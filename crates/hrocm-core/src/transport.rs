//! Transport trait for the SPI link to an HROCM module.
//!
//! The [`Transport`] trait abstracts over the adapter that clocks bytes to
//! and from the module. SPI is full duplex: every exchange shifts out a
//! transmit buffer while shifting in a receive buffer of the same length.
//! The module has no interrupt line, so every observation the host makes is
//! one of these fixed-size exchanges.
//!
//! The protocol engine in `hrocm-device` operates on a `Transport` rather
//! than on a concrete adapter, enabling both real hardware control and
//! deterministic unit testing with `MockTransport` or `SimulatedModule`
//! from the `hrocm-test-harness` crate.

use async_trait::async_trait;

use crate::error::Result;

/// Asynchronous, fixed-length, full-duplex byte exchange with a module.
#[async_trait]
pub trait Transport: Send + Sync {
    /// Acquire the adapter. Failures are reported, not retried.
    async fn open(&mut self) -> Result<()>;

    /// Shift out `tx` and shift in `rx`.
    ///
    /// Callers always pass buffers of equal length. The receive buffer
    /// holds whatever the module had staged when the exchange started; it
    /// does not reflect the effect of `tx`.
    async fn transfer(&mut self, tx: &[u8], rx: &mut [u8]) -> Result<()>;

    /// Release the adapter.
    ///
    /// After calling `close()`, subsequent `transfer()` calls should return
    /// [`Error::NotConnected`](crate::error::Error::NotConnected).
    async fn close(&mut self) -> Result<()>;

    /// Check whether the adapter is currently open.
    fn is_connected(&self) -> bool;
}

#[async_trait]
impl<T: Transport + ?Sized> Transport for Box<T> {
    async fn open(&mut self) -> Result<()> {
        (**self).open().await
    }

    async fn transfer(&mut self, tx: &[u8], rx: &mut [u8]) -> Result<()> {
        (**self).transfer(tx, rx).await
    }

    async fn close(&mut self) -> Result<()> {
        (**self).close().await
    }

    fn is_connected(&self) -> bool {
        (**self).is_connected()
    }
}
//! Power and OSNR scan against the simulated module.
//!
//! Builds a session on [`SimulatedModule`], uploads a 50 GHz ITU plan with
//! a matching OSNR plan and a high-resolution section in front of it, runs
//! one scan and prints the per-channel results. Every exchange is recorded
//! to an in-memory binary log, which is then replayed through a second
//! session to show that the capture reproduces the scan offline.
//!
//! # Usage
//!
//! ```sh
//! RUST_LOG=hrocm_device=debug cargo run -p hrocm --example simulated_scan
//! ```

use std::time::Duration;

use hrocm::transport::{parse_records, ReplayTransport, SharedSink};
use hrocm::{ChannelPlan, HrocmBuilder, NumericKey, OsnrParameters, TextKey, VectorKey};
use hrocm_test_harness::SimulatedModule;
use tracing_subscriber::EnvFilter;

/// 3.125 GHz slices from 191.3125 THz.
const FIRST_SLICE_FREQ: u32 = 1_913_125_000;
const SLICE_WIDTH: u32 = 31_250;
const MAX_SLICES: u16 = 1544;

const CHANNELS: usize = 8;

#[tokio::main]
async fn main() -> anyhow::Result<()> {
    tracing_subscriber::fmt()
        .with_env_filter(EnvFilter::from_default_env())
        .init();

    let sink = SharedSink::new();
    let sim = SimulatedModule::with_grid(FIRST_SLICE_FREQ, SLICE_WIDTH, MAX_SLICES);
    let mut device = HrocmBuilder::new()
        .recovery_delay(Duration::ZERO)
        .attempts(100)
        .initial_sequence(1)
        .exchange_log(sink.clone())
        .build_with_transport(Box::new(sim))
        .await?;

    device.ensure_initialized().await?;
    println!(
        "Module {} firmware {}",
        device.get_text(TextKey::SerialNumber).await?,
        device.get_text(TextKey::FirmwareVersion).await?
    );

    let grid = device.grid()?;
    let slices_per_channel = (0.05 / grid.slice_width_thz()).round() as u16;
    let plan = ChannelPlan::itu(&grid, 193.1, 0.05, CHANNELS, Some(&OsnrParameters::default()))?;
    let first = plan.power[0].start;
    let last = first + slices_per_channel * CHANNELS as u16 - 1;
    device
        .set_channel_plan(plan.with_high_resolution_section(first, last))
        .await?;

    device.run_full_scan().await?;
    let centers = device.get_vector(VectorKey::ScanCenter).await?;
    let power = device.get_vector(VectorKey::ScanPower).await?;
    let osnr = device.get_vector(VectorKey::ScanOsnr).await?;
    let peak = device.get_vector(VectorKey::ScanPeakPower).await?;

    let section = centers.len() - osnr.len();
    println!("\n{:>12} {:>9} {:>9} {:>9}", "THz", "dBm", "OSNR dB", "peak dBm");
    for i in 0..osnr.len() {
        let row = section + i;
        println!(
            "{:>12.4} {:>9.1} {:>9.1} {:>9.1}",
            centers[row], power[row], osnr[i], peak[i]
        );
    }
    println!(
        "\nscan #{}, {} high-resolution samples",
        device.get_numeric(NumericKey::ScanNumber).await?,
        section
    );
    println!("link counters: {:?}", device.counters());

    // Replay the capture through a fresh session.
    let records = parse_records(&sink.contents())?;
    println!("\nreplaying {} recorded exchanges", records.len());
    let mut replay = HrocmBuilder::new()
        .recovery_delay(Duration::ZERO)
        .attempts(100)
        .initial_sequence(1)
        .build_with_transport(Box::new(ReplayTransport::new(records).strict()))
        .await?;
    replay.ensure_initialized().await?;
    replay.get_text(TextKey::SerialNumber).await?;
    replay.get_text(TextKey::FirmwareVersion).await?;
    replay
        .set_channel_plan(device.channel_plan().clone())
        .await?;
    replay.run_full_scan().await?;
    let replayed = replay.get_vector(VectorKey::ScanPower).await?;
    println!(
        "replayed power matches: {}",
        replayed == device.get_vector(VectorKey::ScanPower).await?
    );

    Ok(())
}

• [Your instructions]
Whichever lines of the material hold the word "NumericKey", find and copy them.

• [Exercise answer]
use hrocm::{ChannelPlan, HrocmBuilder, NumericKey, OsnrParameters, TextKey, VectorKey};
        device.get_numeric(NumericKey::ScanNumber).await?,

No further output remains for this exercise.